** Information supplied follows **

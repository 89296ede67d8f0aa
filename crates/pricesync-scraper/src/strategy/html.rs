//! Tabular HTML price lists.
//!
//! Columns are positional (code, description, price, status). Each eligible
//! row is rebuilt as a keyed item so it goes through the same
//! [`NormalizationMapper`] as JSON items.

use pricesync_core::{CanonicalField, FieldMapping, Supplier};
use scraper::{ElementRef, Html, Selector};
use serde_json::{Map, Value};

use super::{FetchContext, ParseResult};
use crate::error::FetchError;
use crate::normalize::NormalizationMapper;
use crate::transport::Transport;

/// Rows scanned when a supplier does not configure `table_selector`.
pub const DEFAULT_TABLE_SELECTOR: &str = "table.tabel tr";

const CELLS_PER_ROW: usize = 4;
const HEADER_FIRST_CELL: &str = "kode";

#[derive(Debug, Clone)]
pub struct HtmlStrategy {
    rows: Selector,
    cells: Selector,
}

impl HtmlStrategy {
    /// Builds the strategy for `supplier`, compiling its row selector.
    ///
    /// # Errors
    ///
    /// Returns [`FetchError::InvalidSelector`] if `table_selector` is not a
    /// valid CSS selector.
    pub fn for_supplier(supplier: &Supplier) -> Result<Self, FetchError> {
        let selector = supplier
            .table_selector
            .as_deref()
            .unwrap_or(DEFAULT_TABLE_SELECTOR);
        let rows = Selector::parse(selector).map_err(|e| FetchError::InvalidSelector {
            supplier: supplier.name.clone(),
            selector: selector.to_owned(),
            reason: e.to_string(),
        })?;
        let cells = Selector::parse("td").expect("valid cell selector");
        Ok(Self { rows, cells })
    }

    /// Fetches and parses an HTML supplier.
    ///
    /// # Errors
    ///
    /// Transport failures from [`FetchContext::fetch_body`]. HTML parsing
    /// itself never fails.
    pub async fn fetch<T: Transport>(
        &self,
        supplier: &Supplier,
        ctx: &FetchContext<'_, T>,
    ) -> Result<ParseResult, FetchError> {
        let body = ctx.fetch_body(&supplier.endpoint).await?;
        Ok(self.parse(supplier, &body))
    }

    /// Parses the price table out of `body`.
    ///
    /// Columns are positional: code, description, price, status. Rows
    /// without exactly four `td` cells, and the header row whose first cell
    /// reads `kode` in any case, are dropped without a diagnostic.
    #[must_use]
    pub fn parse(&self, supplier: &Supplier, body: &str) -> ParseResult {
        // Positional columns: the supplier's source keys never apply here.
        let mapping = FieldMapping::canonical();
        let mapper = NormalizationMapper::new(&supplier.name, &mapping, &supplier.status_vocabulary);

        let document = Html::parse_document(body);
        let mut result = ParseResult::empty();
        let mut rows_seen = 0usize;

        for (index, row) in document.select(&self.rows).enumerate() {
            rows_seen += 1;
            let cells: Vec<String> = row.select(&self.cells).map(cell_text).collect();
            let Ok(cells) = <[String; CELLS_PER_ROW]>::try_from(cells) else {
                continue;
            };
            if cells[0].to_lowercase() == HEADER_FIRST_CELL {
                continue;
            }

            let item = keyed_item(cells);
            result.record(mapper.map_item(index, &item));
        }

        tracing::debug!(
            supplier = %supplier.name,
            rows = rows_seen,
            products = result.len(),
            "parsed HTML price table"
        );
        result
    }
}

/// Text of a cell: each text fragment trimmed, then concatenated.
fn cell_text(cell: ElementRef<'_>) -> String {
    cell.text().map(str::trim).collect()
}

/// Rebuilds a positional row as `{canonical field: cell}`.
fn keyed_item(cells: [String; CELLS_PER_ROW]) -> Value {
    let item: Map<String, Value> = CanonicalField::ALL
        .into_iter()
        .zip(cells)
        .map(|(field, cell)| (field.as_str().to_owned(), Value::String(cell)))
        .collect();
    Value::Object(item)
}

#[cfg(test)]
#[path = "html_test.rs"]
mod tests;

** End of Information supplied **

**Goal of the exercise:** From the line holding "cell.text().map(str::trim).collect()" to the last line of the records, quote each line exactly and add nothing.

**Task result:**
    cell.text().map(str::trim).collect()
}

/// Rebuilds a positional row as `{canonical field: cell}`.
fn keyed_item(cells: [String; CELLS_PER_ROW]) -> Value {
    let item: Map<String, Value> = CanonicalField::ALL
        .into_iter()
        .zip(cells)
        .map(|(field, cell)| (field.as_str().to_owned(), Value::String(cell)))
        .collect();
    Value::Object(item)
}

#[cfg(test)]
#[path = "html_test.rs"]
mod tests;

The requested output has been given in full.